He tried to think of some other way—some way of getting a
little money over and above the fifty that might help. If only
he had a little more time—a few weeks longer. If only
Hortense had not brought up this coat idea just now.
“I’ll tell you what I might do,” he went on, quite foolishly and
dully the while his mother gave vent to a helpless “Tst! Tst!
Tst!”“Will five dollars do you any good?”
“Well, it will be something, anyhow,” she replied. “I can use
it.”
“Well, I can let you have that much,” he said, thinking to
replace it out of his next week’s tips and trust to better luck
throughout the week. “And I’ll see what I can do next week.
I might let you have ten then. I can’t say for sure. I had to
borrow some of that other money I gave you, and I haven’t
got through paying for that yet, and if I come around trying
to get more, they’ll think—well, you know how it is.”

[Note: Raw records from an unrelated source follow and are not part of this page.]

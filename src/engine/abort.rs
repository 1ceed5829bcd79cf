//! Administrative stops and task management functions.
//!
//! Stopping is two-phase. First every target is marked stop-requested, pulled off
//! the delayed list and the run queue, and the backing store is asked to halt
//! whatever it already started. Then the caller waits for every unit and for the
//! terminal phase of every target.

use std::collections::HashSet;
use std::sync::Arc;

use tracing::{debug, info};

use super::command::Command;
use super::completion;
use super::device::Device;
use super::session::SessionId;
use super::unit::UnitStatus;
use crate::scsi::{AdditionalSense, TaskManagementFunction, TaskManagementResponse};

/// Stops `commands` and waits until each of them reached its terminal phase.
pub(crate) async fn stop_commands(commands: &[Arc<Command>]) {
    for command in commands {
        if command.is_terminal() {
            continue;
        }
        command.request_stop();
        let device = command.device();
        if device.withdraw(command) {
            debug!(cmd = %command.id(), "stopped while delayed");
            for unit in command.units() {
                unit.complete(UnitStatus::aborted());
            }
            continue;
        }
        for unit in device.dequeue(command.id()) {
            unit.complete(UnitStatus::aborted());
        }
        for unit in command.units() {
            if unit.is_active() && !unit.is_complete() {
                unit.mark_wants_stop();
                device.store().stop(unit);
            }
        }
    }

    for command in commands {
        for unit in command.units() {
            unit.wait_complete().await;
        }
        command.wait_terminal().await;
    }
}

/// Stops everything on the device and raises a unit attention on every session.
#[tracing::instrument(skip(device), fields(lun = device.lun()))]
pub(crate) async fn reset_device(device: &Arc<Device>, initiator: Option<SessionId>) {
    let targets = device.active_commands();
    info!(commands = targets.len(), "logical unit reset");
    stop_commands(&targets).await;
    let sessions: Vec<_> = device.sessions().lock().values().cloned().collect();
    for session in sessions {
        if Some(session.id()) != initiator {
            session.queue_unit_attention(device.lun(), AdditionalSense::POWER_ON_RESET);
        }
    }
}

/// Body of a task management command. Runs on its own task once the ordering
/// engine released the command.
pub(crate) async fn run_task_management(
    device: &Arc<Device>,
    command: &Arc<Command>,
    function: TaskManagementFunction,
) {
    let session = command.session_id();
    info!(cmd = %command.id(), lun = device.lun(), %session, ?function, "task management");

    let response = match function {
        TaskManagementFunction::AbortTask { tag } => match device.find_by_tag(session, tag) {
            Some(target) => {
                stop_commands(&[target]).await;
                TaskManagementResponse::FunctionComplete
            }
            None => TaskManagementResponse::TaskDoesNotExist,
        },
        TaskManagementFunction::AbortTaskSet => {
            let targets: Vec<_> = device
                .active_commands()
                .into_iter()
                .filter(|cmd| cmd.session_id() == session)
                .collect();
            stop_commands(&targets).await;
            TaskManagementResponse::FunctionComplete
        }
        TaskManagementFunction::ClearTaskSet => {
            let targets = device.active_commands();
            let cleared: HashSet<SessionId> = targets
                .iter()
                .map(|cmd| cmd.session_id())
                .filter(|id| *id != session)
                .collect();
            stop_commands(&targets).await;
            let sessions: Vec<_> = device.sessions().lock().values().cloned().collect();
            for other in sessions.iter().filter(|s| cleared.contains(&s.id())) {
                other.queue_unit_attention(
                    device.lun(),
                    AdditionalSense::COMMANDS_CLEARED_BY_ANOTHER_INITIATOR,
                );
            }
            TaskManagementResponse::FunctionComplete
        }
        TaskManagementFunction::LogicalUnitReset => {
            reset_device(device, Some(session)).await;
            TaskManagementResponse::FunctionComplete
        }
    };

    command.set_task_management_response(response);
    completion::finish(command);
}
use clap::{Args, Parser, Subcommand};

#[derive(Parser)]
#[command(name = "meals")]
#[command(about = "Browse and manage the meal catalog", long_about = None)]
#[command(version)]
pub struct Cli {
    /// Collection URL of the Food resource. Overrides MEALS_API_URL.
    #[arg(long, global = true)]
    pub api_url: Option<String>,

    /// Apply the stricter form rules (rating 1-5, URL parsing, price required).
    #[arg(long, global = true)]
    pub strict: bool,

    /// Send notifications to the log instead of stdout.
    #[arg(long, short, global = true)]
    pub quiet: bool,

    #[command(subcommand)]
    pub command: Commands,
}

#[derive(Subcommand)]
pub enum Commands {
    /// Show the featured meals.
    List {
        /// Print every meal instead of the featured slice.
        #[arg(long)]
        all: bool,
    },

    /// Show meals whose name contains TERM.
    Search {
        term: String,

        #[arg(long)]
        all: bool,
    },

    /// Create a meal.
    Add {
        #[command(flatten)]
        fields: MealFields,
    },

    /// Edit a meal. Unset flags keep their current value.
    Edit {
        id: String,

        #[command(flatten)]
        fields: MealFields,
    },

    /// Delete a meal.
    Delete { id: String },
}

#[derive(Args, Debug, Default, Clone)]
pub struct MealFields {
    #[arg(long)]
    pub name: Option<String>,

    #[arg(long)]
    pub rating: Option<String>,

    #[arg(long)]
    pub image_url: Option<String>,

    #[arg(long)]
    pub price: Option<String>,

    #[arg(long)]
    pub restaurant_name: Option<String>,

    #[arg(long)]
    pub restaurant_logo_url: Option<String>,

    /// "Open Now" or "Closed".
    #[arg(long)]
    pub status: Option<String>,
}
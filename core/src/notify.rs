//! User-facing notifications for completed or failed operations.
//!
//! The dashboard reports through a `Notifier` it owns instead of a global
//! toast channel, so hosts and tests decide where messages go.

use tracing::{info, warn};

use crate::error::Operation;

#[derive(Debug, Clone, Copy, PartialEq, Eq)]
pub enum Level {
    Success,
    Error,
}

#[derive(Debug, Clone, PartialEq, Eq)]
pub struct Notification {
    pub level: Level,
    pub title: String,
    pub description: String,
}

impl Notification {
    pub fn success(description: impl Into<String>) -> Self {
        Self {
            level: Level::Success,
            title: "Success".to_string(),
            description: description.into(),
        }
    }

    pub fn error(description: impl Into<String>) -> Self {
        Self {
            level: Level::Error,
            title: "Error".to_string(),
            description: description.into(),
        }
    }

    /// Confirmation for a completed operation. Reads are silent.
    pub fn completed(operation: Operation) -> Option<Self> {
        let description = match operation {
            Operation::Create => "Meal created successfully!",
            Operation::Update => "Meal updated successfully!",
            Operation::Delete => "Meal deleted successfully!",
            Operation::List | Operation::Search => return None,
        };
        Some(Self::success(description))
    }

    pub fn failed(operation: Operation) -> Self {
        Self::error(match operation {
            Operation::List => "Failed to load meals. Please try again later.",
            Operation::Search => "Failed to search meals. Please try again.",
            Operation::Create => "Failed to create meal. Please try again.",
            Operation::Update => "Failed to update meal. Please try again.",
            Operation::Delete => "Failed to delete meal. Please try again.",
        })
    }
}

pub trait Notifier {
    fn notify(&mut self, notification: Notification);
}

/// Keeps every notification in order.
#[derive(Debug, Clone, Default)]
pub struct NotificationLog {
    entries: Vec<Notification>,
}

impl NotificationLog {
    pub fn entries(&self) -> &[Notification] {
        &self.entries
    }

    pub fn last(&self) -> Option<&Notification> {
        self.entries.last()
    }

    /// Hand over everything collected so far.
    pub fn drain(&mut self) -> Vec<Notification> {
        std::mem::take(&mut self.entries)
    }
}

impl Notifier for NotificationLog {
    fn notify(&mut self, notification: Notification) {
        self.entries.push(notification);
    }
}

/// Emits notifications as log events.
#[derive(Debug, Clone, Copy, Default)]
pub struct TracingNotifier;

impl Notifier for TracingNotifier {
    fn notify(&mut self, notification: Notification) {
        match notification.level {
            Level::Success => info!(title = %notification.title, "{}", notification.description),
            Level::Error => warn!(title = %notification.title, "{}", notification.description),
        }
    }
}

#[cfg(test)]
mod tests {
    use super::*;

    #[test]
    fn reads_have_no_success_message() {
        assert!(Notification::completed(Operation::List).is_none());
        assert!(Notification::completed(Operation::Search).is_none());
        let created = Notification::completed(Operation::Create).unwrap();
        assert_eq!(created.level, Level::Success);
        assert_eq!(created.description, "Meal created successfully!");
    }

    #[test]
    fn failures_carry_retry_hint() {
        let failed = Notification::failed(Operation::Delete);
        assert_eq!(failed.level, Level::Error);
        assert_eq!(failed.title, "Error");
        assert_eq!(failed.description, "Failed to delete meal. Please try again.");
    }

    #[test]
    fn log_drains_in_order() {
        let mut log = NotificationLog::default();
        log.notify(Notification::success("one"));
        log.notify(Notification::error("two"));
        assert_eq!(log.last().unwrap().description, "two");
        let drained = log.drain();
        assert_eq!(drained.len(), 2);
        assert_eq!(drained[0].description, "one");
        assert!(log.entries().is_empty());
    }
}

His mother sighed, thinking of the misery of having to fall
back on her one son thus far. And just when he was trying
to get a start, too. What would he think of all this in after
years? What would he think of her—of Esta—the family?
For, for all his ambition and courage and desire to be out
and doing, Clyde always struck her as one who was not any
too powerful physically or rock-ribbed morally or mentally.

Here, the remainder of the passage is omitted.